RELX shares looked poised for a steady start on Monday, following a 0.95% rise to 3,178 pence on Friday. Investors remain focused on buyback activity and the upcoming earnings announcement.

This matters now since the buyback has a set timeframe, and daily repurchase data can influence the market when volume is light. It’s also the sole fresh company-specific flow traders will see before the full-year results arrive.

On Jan. 9, RELX repurchased 305,052 shares at a volume-weighted average price of 3,161.8228 pence, adding them to treasury stock. A regulatory filing revealed the company had bought 1,878,917 shares since Jan. 2. It now has 1,822,089,911 shares outstanding, excluding treasury shares.

The purchases fall under a non-discretionary, irrevocable buyback programme capped at £250 million, running from Jan. 2 to Feb. 6, with UBS managing the trades, the company confirmed. Simply put, UBS carries out the buys within fixed parameters, without management deciding the timing daily.
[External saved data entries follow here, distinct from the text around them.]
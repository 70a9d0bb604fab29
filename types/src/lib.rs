//! Fundamental types for the token transaction protocol.
//!
//! This crate defines the leaf types shared across every other crate in the
//! workspace: fixed-precision quantities, raw identities, token outputs and
//! their identifiers, key material, and timestamps.

pub mod error;
pub mod identity;
pub mod keys;
pub mod quantity;
pub mod time;
pub mod token;

pub use error::{QuantityError, TypesError};
pub use identity::Identity;
pub use keys::{KeyPair, PrivateKey, PublicKey, Signature};
pub use quantity::{max_for_precision, Quantity, MAX_PRECISION};
pub use time::Timestamp;
pub use token::{Token, TokenId};
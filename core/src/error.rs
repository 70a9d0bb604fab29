//! Error types for validation, public parameters and drivers.

use tessera_identity::IdentityError;
use tessera_ledger::LedgerError;
use tessera_types::QuantityError;
use thiserror::Error;

#[derive(Debug, Error)]
pub enum PublicParamsError {
    #[error("invalid precision [{0}], must be larger than 0 and at most 64")]
    InvalidPrecision(u64),

    #[error("max token value is invalid [{max_token}] != [{expected}]")]
    InvalidMaxToken { max_token: u64, expected: u64 },

    #[error("invalid identifier, expecting [{expected}], got [{actual}]")]
    LabelMismatch { expected: String, actual: String },

    #[error("malformed public parameters: {0}")]
    Malformed(String),

    #[error("no auditors provided")]
    NoAuditors,

    #[error("{0} is not supported")]
    NotSupported(&'static str),
}

#[derive(Debug, Error)]
pub enum ValidationError {
    #[error("failed to validate rule [{rule}]: {source}")]
    Rule {
        rule: &'static str,
        #[source]
        source: Box<ValidationError>,
    },

    #[error("malformed token request: {0}")]
    MalformedRequest(String),

    #[error("malformed action: {0}")]
    MalformedAction(String),

    #[error("invalid action: {0}")]
    InvalidAction(String),

    #[error(transparent)]
    Quantity(#[from] QuantityError),

    #[error("quantity is zero")]
    ZeroQuantity,

    #[error("issuer [{0}] is not authorized")]
    IssuerNotAuthorized(String),

    #[error("failed getting verifier for {role} identity [{identity}]: {source}")]
    VerifierResolution {
        role: &'static str,
        identity: String,
        #[source]
        source: IdentityError,
    },

    #[error("failed verifying signature of [{identity}]: {source}")]
    SignatureVerification {
        identity: String,
        #[source]
        source: IdentityError,
    },

    #[error("insufficient number of signatures")]
    InsufficientSignatures,

    #[error("{0} signatures were not consumed by validation")]
    UnusedSignatures(usize),

    #[error("expected {expected} auditor signatures, got {actual}")]
    AuditorSignatureCount { expected: usize, actual: usize },

    #[error("auditor signatures are present but no auditor is configured")]
    AuditorSignaturesPresent,

    #[error("invalid number of token inputs, expected at least 1")]
    NoInputs,

    #[error("there is no output")]
    NoOutputs,

    #[error("on redeem action, must have at least one issuer")]
    NoIssuerOnRedeem,

    #[error("input type {input} does not match type {expected}")]
    InputTypeMismatch { input: String, expected: String },

    #[error("output type {output} does not match type {expected}")]
    OutputTypeMismatch { output: String, expected: String },

    #[error("input sum {inputs} does not match output sum {outputs}")]
    Unbalanced { inputs: String, outputs: String },

    #[error("input {0} does not exist or has been spent")]
    UnknownInput(String),

    #[error("input {0} does not match the ledger")]
    InputMismatch(String),

    #[error("failed reading [{key}] from the ledger: {source}")]
    Ledger {
        key: String,
        #[source]
        source: LedgerError,
    },

    #[error("invalid htlc transfer: {0}")]
    Htlc(String),

    #[error("invalid htlc script: {0}")]
    Script(#[source] IdentityError),

    #[error("metadata key [{0}] appeared more than one time")]
    MetadataReplay(String),

    #[error("more metadata than those validated [{validated}] != [{total}]")]
    UnvalidatedMetadata { validated: usize, total: usize },

    #[error(transparent)]
    PublicParams(#[from] PublicParamsError),
}

impl ValidationError {
    /// The error beneath any rule annotations.
    pub fn root(&self) -> &ValidationError {
        match self {
            ValidationError::Rule { source, .. } => source.root(),
            other => other,
        }
    }
}

#[derive(Debug, Error)]
pub enum DriverError {
    #[error("no driver registered for [{0}]")]
    UnknownDriver(String),

    #[error("driver [{0}] is already registered")]
    DuplicateDriver(String),

    #[error(transparent)]
    PublicParams(#[from] PublicParamsError),
}
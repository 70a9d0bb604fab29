#![no_main]

use libfuzzer_sys::fuzz_target;
use tessera_identity::{Deserializer, Owner, TypedDeserializer};
use tessera_types::Identity;

// Nested multisig and htlc payloads must hit the depth limit, not the stack.
fuzz_target!(|data: &[u8]| {
    let identity = Identity::new(data.to_vec());
    let _ = Owner::decode(&identity);

    let deserializer = TypedDeserializer::default();
    if let Ok(verifier) = deserializer.owner_verifier(&identity) {
        let _ = verifier.verify(b"message", data);
    }
    let _ = deserializer.recipients(&identity);
});
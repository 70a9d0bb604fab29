//! Driver for the transparent scheme.

use std::sync::Arc;

use tessera_core::{
    driver_identifier, Driver, DriverError, PublicParameters, TokenRequestValidator,
};
use tessera_identity::{Deserializer, TypedDeserializer};

use crate::setup::{PublicParams, DRIVER_NAME, PROTOCOL_V1};
use crate::validator::new_validator;

pub struct FabTokenDriver {
    deserializer: Arc<dyn Deserializer>,
}

impl FabTokenDriver {
    pub fn new(deserializer: Arc<dyn Deserializer>) -> Self {
        Self { deserializer }
    }

    fn decode(&self, raw: &[u8]) -> Result<PublicParams, DriverError> {
        let pp = PublicParams::deserialize(raw)?;
        pp.validate()?;
        Ok(pp)
    }
}

impl Default for FabTokenDriver {
    fn default() -> Self {
        Self::new(Arc::new(TypedDeserializer::default()))
    }
}

impl Driver for FabTokenDriver {
    fn identifier(&self) -> String {
        driver_identifier(DRIVER_NAME, PROTOCOL_V1)
    }

    fn public_params_from_bytes(
        &self,
        raw: &[u8],
    ) -> Result<Arc<dyn PublicParameters>, DriverError> {
        Ok(Arc::new(self.decode(raw)?))
    }

    fn new_validator(&self, raw: &[u8]) -> Result<Box<dyn TokenRequestValidator>, DriverError> {
        let pp = self.decode(raw)?;
        tracing::debug!(
            identifier = %pp.identifier(),
            precision = pp.quantity_precision,
            issuers = pp.issuer_ids.len(),
            "building fabtoken validator"
        );
        Ok(Box::new(new_validator(Arc::new(pp), self.deserializer.clone())))
    }
}
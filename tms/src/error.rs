use tessera_core::{DriverError, PublicParamsError, ValidationError};
use tessera_ledger::TranslatorError;
use thiserror::Error;

#[derive(Debug, Error)]
pub enum TmsError {
    #[error("configuration error: {0}")]
    Config(String),

    #[error("logging error: {0}")]
    Logging(String),

    #[error("public parameters are not set up in namespace [{0}]")]
    NotSetUp(String),

    #[error("public parameters are for driver [{actual}], scope is configured for [{expected}]")]
    DriverMismatch { expected: String, actual: String },

    #[error(transparent)]
    Driver(#[from] DriverError),

    #[error(transparent)]
    PublicParams(#[from] PublicParamsError),

    #[error(transparent)]
    Validation(#[from] ValidationError),

    #[error(transparent)]
    Translator(#[from] TranslatorError),
}
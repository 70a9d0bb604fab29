//! Public parameters shared by every scheme, and their wire envelope.

use std::sync::Arc;

use serde::{Deserialize, Serialize};
use tessera_crypto::sha256;
use tessera_types::Identity;

use crate::error::PublicParamsError;

/// Identifier carried by the envelope of a scheme's parameters.
pub fn driver_identifier(name: &str, version: u64) -> String {
    format!("{name}/v{version}")
}

/// What validators and translators need from a scheme's parameters.
pub trait PublicParameters: Send + Sync {
    /// Envelope identifier, see [`driver_identifier`].
    fn identifier(&self) -> String;
    fn precision(&self) -> u64;
    fn max_token_value(&self) -> u64;
    fn issuers(&self) -> &[Identity];
    fn auditors(&self) -> Vec<Identity>;
    /// Whether spent inputs are tracked by serial number.
    fn graph_hiding(&self) -> bool;
    fn validate(&self) -> Result<(), PublicParamsError>;
    /// Envelope bytes, as stored in the ledger's setup slot.
    fn to_bytes(&self) -> Result<Vec<u8>, PublicParamsError>;
}

/// `{identifier, raw}`: `raw` is the scheme-specific encoding.
#[derive(Clone, Debug, PartialEq, Eq, Serialize, Deserialize)]
pub struct SerializedPublicParams {
    pub identifier: String,
    pub raw: Vec<u8>,
}

impl SerializedPublicParams {
    pub fn from_bytes(raw: &[u8]) -> Result<Self, PublicParamsError> {
        bincode::deserialize(raw).map_err(|e| PublicParamsError::Malformed(e.to_string()))
    }

    pub fn to_bytes(&self) -> Result<Vec<u8>, PublicParamsError> {
        bincode::serialize(self).map_err(|e| PublicParamsError::Malformed(e.to_string()))
    }

    /// Unwrap the payload, checking the identifier.
    pub fn open(raw: &[u8], expected: &str) -> Result<Vec<u8>, PublicParamsError> {
        let envelope = Self::from_bytes(raw)?;
        if envelope.identifier != expected {
            return Err(PublicParamsError::LabelMismatch {
                expected: expected.to_string(),
                actual: envelope.identifier,
            });
        }
        Ok(envelope.raw)
    }
}

/// Holds the parameters of one token-management scope.
pub struct PublicParamsManager<P: PublicParameters + ?Sized> {
    pp: Arc<P>,
}

impl<P: PublicParameters + ?Sized> PublicParamsManager<P> {
    pub fn new(pp: Arc<P>) -> Result<Self, PublicParamsError> {
        pp.validate()?;
        Ok(Self { pp })
    }

    pub fn public_params(&self) -> &Arc<P> {
        &self.pp
    }

    /// SHA-256 of the serialized parameters, as written under the setup-hash key.
    pub fn public_params_hash(&self) -> Result<Vec<u8>, PublicParamsError> {
        Ok(sha256(&self.pp.to_bytes()?).to_vec())
    }

    /// Certifier key pairs belong to schemes with a certification role;
    /// no scheme here has one.
    pub fn new_certifier_key_pair(&self) -> Result<(Vec<u8>, Vec<u8>), PublicParamsError> {
        Err(PublicParamsError::NotSupported("certifier key pair generation"))
    }
}
//! Plain identities: a bare Ed25519 public key.

use tessera_crypto::verify_signature;
use tessera_types::{Identity, PublicKey, Signature};

use crate::deserializer::{OwnerResolver, TypedVerifierDeserializer};
use crate::error::IdentityError;
use crate::verifier::Verifier;

/// Verifies Ed25519 signatures for a single public key.
#[derive(Clone, Debug)]
pub struct PlainVerifier {
    public_key: PublicKey,
}

impl PlainVerifier {
    pub fn new(public_key: PublicKey) -> Self {
        Self { public_key }
    }

    /// Build a verifier from raw identity bytes (the 32-byte key).
    pub fn from_identity(identity: &[u8]) -> Result<Self, IdentityError> {
        let public_key =
            PublicKey::from_slice(identity).map_err(|e| IdentityError::malformed("plain", e))?;
        Ok(Self { public_key })
    }
}

impl Verifier for PlainVerifier {
    fn verify(&self, message: &[u8], signature: &[u8]) -> Result<(), IdentityError> {
        let signature =
            Signature::from_slice(signature)
                .map_err(|e| IdentityError::InvalidSignature(e.to_string()))?;
        if verify_signature(message, &signature, &self.public_key) {
            Ok(())
        } else {
            Err(IdentityError::InvalidSignature(
                "ed25519 signature does not verify".into(),
            ))
        }
    }
}

/// Table entry for the `plain` owner tag.
#[derive(Debug, Default)]
pub struct PlainDeserializer;

impl TypedVerifierDeserializer for PlainDeserializer {
    fn verifier(
        &self,
        payload: &[u8],
        _resolver: &dyn OwnerResolver,
    ) -> Result<Box<dyn Verifier>, IdentityError> {
        Ok(Box::new(PlainVerifier::from_identity(payload)?))
    }

    fn recipients(
        &self,
        owner: &Identity,
        payload: &[u8],
        _resolver: &dyn OwnerResolver,
    ) -> Result<Vec<Identity>, IdentityError> {
        PublicKey::from_slice(payload).map_err(|e| IdentityError::malformed("plain", e))?;
        Ok(vec![owner.clone()])
    }
}
//! The key-value capability the translator writes through.
//!
//! Absence of a key is an empty value, never an error. Implementations
//! take `&self`; backends that mutate use interior mutability, so a
//! validator and a translator can share one handle.

use std::collections::BTreeMap;

use crate::error::LedgerError;

/// State metadata attached to a key.
pub type Metadata = BTreeMap<String, Vec<u8>>;

/// Read-only view of the ledger. Validation only ever sees this.
pub trait StateReader {
    fn get_state(&self, namespace: &str, key: &str) -> Result<Vec<u8>, LedgerError>;
    fn get_state_metadata(&self, namespace: &str, key: &str) -> Result<Metadata, LedgerError>;
}

pub trait Ledger: StateReader {
    fn set_state(&self, namespace: &str, key: &str, value: &[u8]) -> Result<(), LedgerError>;
    fn delete_state(&self, namespace: &str, key: &str) -> Result<(), LedgerError>;
    fn set_state_metadata(
        &self,
        namespace: &str,
        key: &str,
        metadata: &Metadata,
    ) -> Result<(), LedgerError>;
}
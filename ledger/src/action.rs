//! What the translator needs to know about an accepted action.
//!
//! Schemes implement these traits for their concrete action types, so the
//! translator stays independent of how outputs are represented.

use tessera_types::TokenId;

use crate::error::TranslatorError;
use crate::ledger::Metadata;

pub trait IssueAction {
    fn num_outputs(&self) -> usize;
    /// Serialized outputs, in output order.
    fn serialized_outputs(&self) -> Result<Vec<Vec<u8>>, TranslatorError>;
    fn metadata(&self) -> &Metadata;
}

pub trait TransferAction {
    /// Ids of the spent tokens. Used when the graph is visible.
    fn input_ids(&self) -> Vec<TokenId>;
    /// Serial numbers of the spent tokens. Used when the graph is hidden.
    fn serial_numbers(&self) -> Vec<String>;
    fn is_graph_hiding(&self) -> bool;
    fn num_outputs(&self) -> usize;
    fn is_redeem_at(&self, index: usize) -> bool;
    fn serialize_output_at(&self, index: usize) -> Result<Vec<u8>, TranslatorError>;
    fn metadata(&self) -> &Metadata;
}

/// Installs or updates the public parameters of a namespace.
pub trait SetupAction {
    fn public_parameters(&self) -> Result<Vec<u8>, TranslatorError>;
}

/// An accepted action handed to [`crate::Translator::write`].
#[derive(Clone, Copy)]
pub enum Action<'a> {
    Issue(&'a dyn IssueAction),
    Transfer(&'a dyn TransferAction),
    Setup(&'a dyn SetupAction),
}
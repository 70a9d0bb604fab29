//! Nullable infrastructure for deterministic testing.
//!
//! Everything the protocol takes from its surroundings (ledger, time,
//! signatures) has a stand-in here that:
//! - Returns deterministic values
//! - Can be controlled programmatically, including failure injection
//! - Never touches the filesystem or network

pub mod clock;
pub mod ledger;
pub mod signatures;
pub mod signer;

pub use clock::NullClock;
pub use ledger::{LedgerWrite, NullLedger};
pub use signatures::NullSignatureProvider;
pub use signer::{sha256_script, sign_request, Signing, TestSigner};
use tessera_core::{PublicParameters, ValidationError};
use tessera_identity::htlc::{metadata_claim_key_check, metadata_lock_key_check, verify_owner};
use tessera_identity::{Owner, OwnerKind, Script, TypedIdentity};
use tessera_types::Identity;

use super::Context;
use crate::actions::TransferAction;

/// The script behind `owner`, or `None` when it is not an HTLC.
fn htlc_script(owner: &Identity) -> Result<Option<Script>, ValidationError> {
    let typed = TypedIdentity::from_identity(owner).map_err(ValidationError::Script)?;
    if typed.identity_type != OwnerKind::Htlc.tag() {
        return Ok(None);
    }
    let owner = Owner::decode(owner).map_err(ValidationError::Script)?;
    Ok(owner.as_htlc().cloned())
}

/// Spending an HTLC input moves the whole token to exactly one output:
/// the recipient before the deadline (claim, with the preimage published
/// under the claim key) or the sender from the deadline on (reclaim).
/// Locking an output requires a live script and the lock key.
pub fn transfer_htlc_validate(
    ctx: &mut Context<'_, TransferAction>,
) -> Result<(), ValidationError> {
    let action = ctx.action;
    let precision = ctx.pp.precision();
    let mut counted = Vec::new();

    for (i, input) in ctx.input_tokens.iter().enumerate() {
        let Some(input_owner) = input.owner.as_ref() else {
            continue;
        };
        if htlc_script(input_owner)?.is_none() {
            continue;
        }

        let [output] = action.outputs.as_slice() else {
            return Err(ValidationError::Htlc(
                "an htlc script only transfers the ownership of a token".into(),
            ));
        };
        if output.token_type != input.token_type {
            return Err(ValidationError::Htlc(
                "type of input does not match type of output".into(),
            ));
        }
        if output.quantity(precision)? != input.quantity(precision)? {
            return Err(ValidationError::Htlc(
                "quantity of input does not match quantity of output".into(),
            ));
        }
        let Some(output_owner) = output.owner.as_ref() else {
            return Err(ValidationError::Htlc(
                "the output of a transfer action referencing an htlc script cannot be a redeem"
                    .into(),
            ));
        };

        let (script, op) =
            verify_owner(input_owner, output_owner, ctx.now).map_err(ValidationError::Script)?;
        let signature = ctx.signatures.get(i).ok_or(ValidationError::InsufficientSignatures)?;
        tracing::trace!(input = i, operation = ?op, "htlc spend");
        if let Some(key) = metadata_claim_key_check(&action.metadata, &script, op, signature)
            .map_err(ValidationError::Script)?
        {
            counted.push(key);
        }
    }

    for output in &action.outputs {
        let Some(owner) = output.owner.as_ref() else {
            continue;
        };
        let Some(script) = htlc_script(owner)? else {
            continue;
        };
        script.validate(ctx.now).map_err(ValidationError::Script)?;
        let key = metadata_lock_key_check(&action.metadata, &script)
            .map_err(ValidationError::Script)?;
        counted.push(key);
    }

    for key in counted {
        ctx.count_metadata_key(key);
    }
    Ok(())
}

#[cfg(test)]
mod tests {
    use super::*;
    use crate::actions::TransferInput;
    use crate::validator::test_support::Harness;
    use tessera_identity::htlc::{claim_key, lock_key, lock_value};
    use tessera_identity::{IdentityError, Owner};
    use tessera_ledger::Metadata;
    use tessera_nullables::{sha256_script, TestSigner};
    use tessera_types::{Timestamp, Token, TokenId};

    const PREIMAGE: &[u8] = b"open sesame";

    struct Parties {
        alice: TestSigner,
        bob: TestSigner,
        script: Script,
    }

    fn parties(deadline: u64) -> Parties {
        let alice = TestSigner::from_seed(1);
        let bob = TestSigner::from_seed(2);
        let script = sha256_script(&alice, &bob, PREIMAGE, Timestamp::new(deadline)).unwrap();
        Parties { alice, bob, script }
    }

    fn locked_input(script: &Script) -> TransferInput {
        TransferInput {
            id: TokenId::new("tx0", 0),
            input: Token::new(Some(Owner::Htlc(script.clone()).encode().unwrap()), "USD", "10"),
        }
    }

    fn claim_metadata(script: &Script) -> Metadata {
        Metadata::from([(claim_key(&script.hash_info.image(PREIMAGE)), PREIMAGE.to_vec())])
    }

    fn check(
        h: &mut Harness,
        action: &TransferAction,
        signature: Vec<u8>,
    ) -> Result<Vec<(String, usize)>, ValidationError> {
        let mut ctx = h.context(action);
        ctx.input_tokens = action.inputs.iter().map(|i| i.input.clone()).collect();
        ctx.signatures = vec![signature];
        transfer_htlc_validate(&mut ctx)?;
        Ok(ctx.metadata_counter.into_iter().collect())
    }

    #[test]
    fn claim_before_deadline_counts_claim_key() {
        let p = parties(2_000);
        let mut h = Harness::new();
        let action = TransferAction::new(
            vec![locked_input(&p.script)],
            vec![Token::new(Some(p.bob.owner().unwrap()), "USD", "10")],
        )
        .with_metadata(claim_metadata(&p.script));
        let counted = check(&mut h, &action, p.bob.claim(b"m", PREIMAGE).unwrap()).unwrap();
        assert_eq!(counted, vec![(claim_key(&p.script.hash_info.hash), 1)]);
    }

    #[test]
    fn claim_without_published_preimage_fails() {
        let p = parties(2_000);
        let mut h = Harness::new();
        let action = TransferAction::new(
            vec![locked_input(&p.script)],
            vec![Token::new(Some(p.bob.owner().unwrap()), "USD", "10")],
        );
        assert!(matches!(
            check(&mut h, &action, p.bob.claim(b"m", PREIMAGE).unwrap()),
            Err(ValidationError::Script(IdentityError::MissingMetadata { kind: "claim", .. }))
        ));
    }

    #[test]
    fn reclaim_after_deadline_counts_nothing() {
        let p = parties(500);
        let mut h = Harness::new();
        let action = TransferAction::new(
            vec![locked_input(&p.script)],
            vec![Token::new(Some(p.alice.owner().unwrap()), "USD", "10")],
        );
        let counted = check(&mut h, &action, p.alice.reclaim(b"m").unwrap()).unwrap();
        assert!(counted.is_empty());
    }

    #[test]
    fn deadline_decides_who_may_receive() {
        let p = parties(1_000);
        let mut h = Harness::new();
        // now == deadline: the sender's turn
        let action = TransferAction::new(
            vec![locked_input(&p.script)],
            vec![Token::new(Some(p.bob.owner().unwrap()), "USD", "10")],
        )
        .with_metadata(claim_metadata(&p.script));
        assert!(matches!(
            check(&mut h, &action, p.bob.claim(b"m", PREIMAGE).unwrap()),
            Err(ValidationError::Script(IdentityError::OwnerMismatch { expected: "sender" }))
        ));

        h.now = Timestamp::new(999);
        let action = TransferAction::new(
            vec![locked_input(&p.script)],
            vec![Token::new(Some(p.alice.owner().unwrap()), "USD", "10")],
        );
        assert!(matches!(
            check(&mut h, &action, p.alice.reclaim(b"m").unwrap()),
            Err(ValidationError::Script(IdentityError::OwnerMismatch { expected: "recipient" }))
        ));
    }

    #[test]
    fn htlc_input_moves_whole_token_to_one_output() {
        let p = parties(2_000);
        let mut h = Harness::new();
        let bob = p.bob.owner().unwrap();
        let split = TransferAction::new(
            vec![locked_input(&p.script)],
            vec![
                Token::new(Some(bob.clone()), "USD", "5"),
                Token::new(Some(bob.clone()), "USD", "5"),
            ],
        );
        assert!(matches!(
            check(&mut h, &split, vec![]),
            Err(ValidationError::Htlc(_))
        ));

        let partial = TransferAction::new(
            vec![locked_input(&p.script)],
            vec![Token::new(Some(bob), "USD", "9")],
        );
        assert!(matches!(
            check(&mut h, &partial, vec![]),
            Err(ValidationError::Htlc(msg)) if msg.contains("quantity")
        ));

        let redeem = TransferAction::new(
            vec![locked_input(&p.script)],
            vec![Token::new(None, "USD", "10")],
        );
        assert!(matches!(
            check(&mut h, &redeem, vec![]),
            Err(ValidationError::Htlc(msg)) if msg.contains("redeem")
        ));
    }

    #[test]
    fn locking_output_needs_lock_key_and_live_script() {
        let p = parties(2_000);
        let mut h = Harness::new();
        let plain_input = TransferInput {
            id: TokenId::new("tx0", 0),
            input: Token::new(Some(p.alice.owner().unwrap()), "USD", "10"),
        };
        let locked = Owner::Htlc(p.script.clone()).encode().unwrap();
        let action = TransferAction::new(
            vec![plain_input.clone()],
            vec![Token::new(Some(locked.clone()), "USD", "10")],
        );
        assert!(matches!(
            check(&mut h, &action, vec![]),
            Err(ValidationError::Script(IdentityError::MissingMetadata { kind: "lock", .. }))
        ));

        let hash = &p.script.hash_info.hash;
        let action = action.with_metadata(Metadata::from([(lock_key(hash), lock_value(hash))]));
        assert_eq!(
            check(&mut h, &action, vec![]).unwrap(),
            vec![(lock_key(hash), 1)]
        );

        h.now = Timestamp::new(2_000);
        assert!(matches!(
            check(&mut h, &action, vec![]),
            Err(ValidationError::Script(IdentityError::ScriptExpired { .. }))
        ));
    }
}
Buybacks reduce the number of shares outstanding and, assuming other factors hold steady, can boost earnings per share over time. They may also soften short-term volatility, but only slightly — the bigger moves still come from cash flow and company guidance.

RELX plans to release its full-year results for 2025 on Feb. 12, per its investor calendar. Investors will watch closely for shifts in growth guidance and clues on capital returns after the current buyback period wraps up.

In the UK market, RELX ranks alongside other “quality” information-services firms that investors commonly lean on as defensive core holdings. Thomson Reuters and Wolters Kluwer stand out as the nearest listed peers for valuation comparisons in legal and professional data.

But buybacks won’t guarantee a stock’s rise. A weaker tone on renewals, slower growth in higher-margin analytics products, or a larger currency headwind could still dampen expectations and drag shares down, especially if valuations come under greater scrutiny.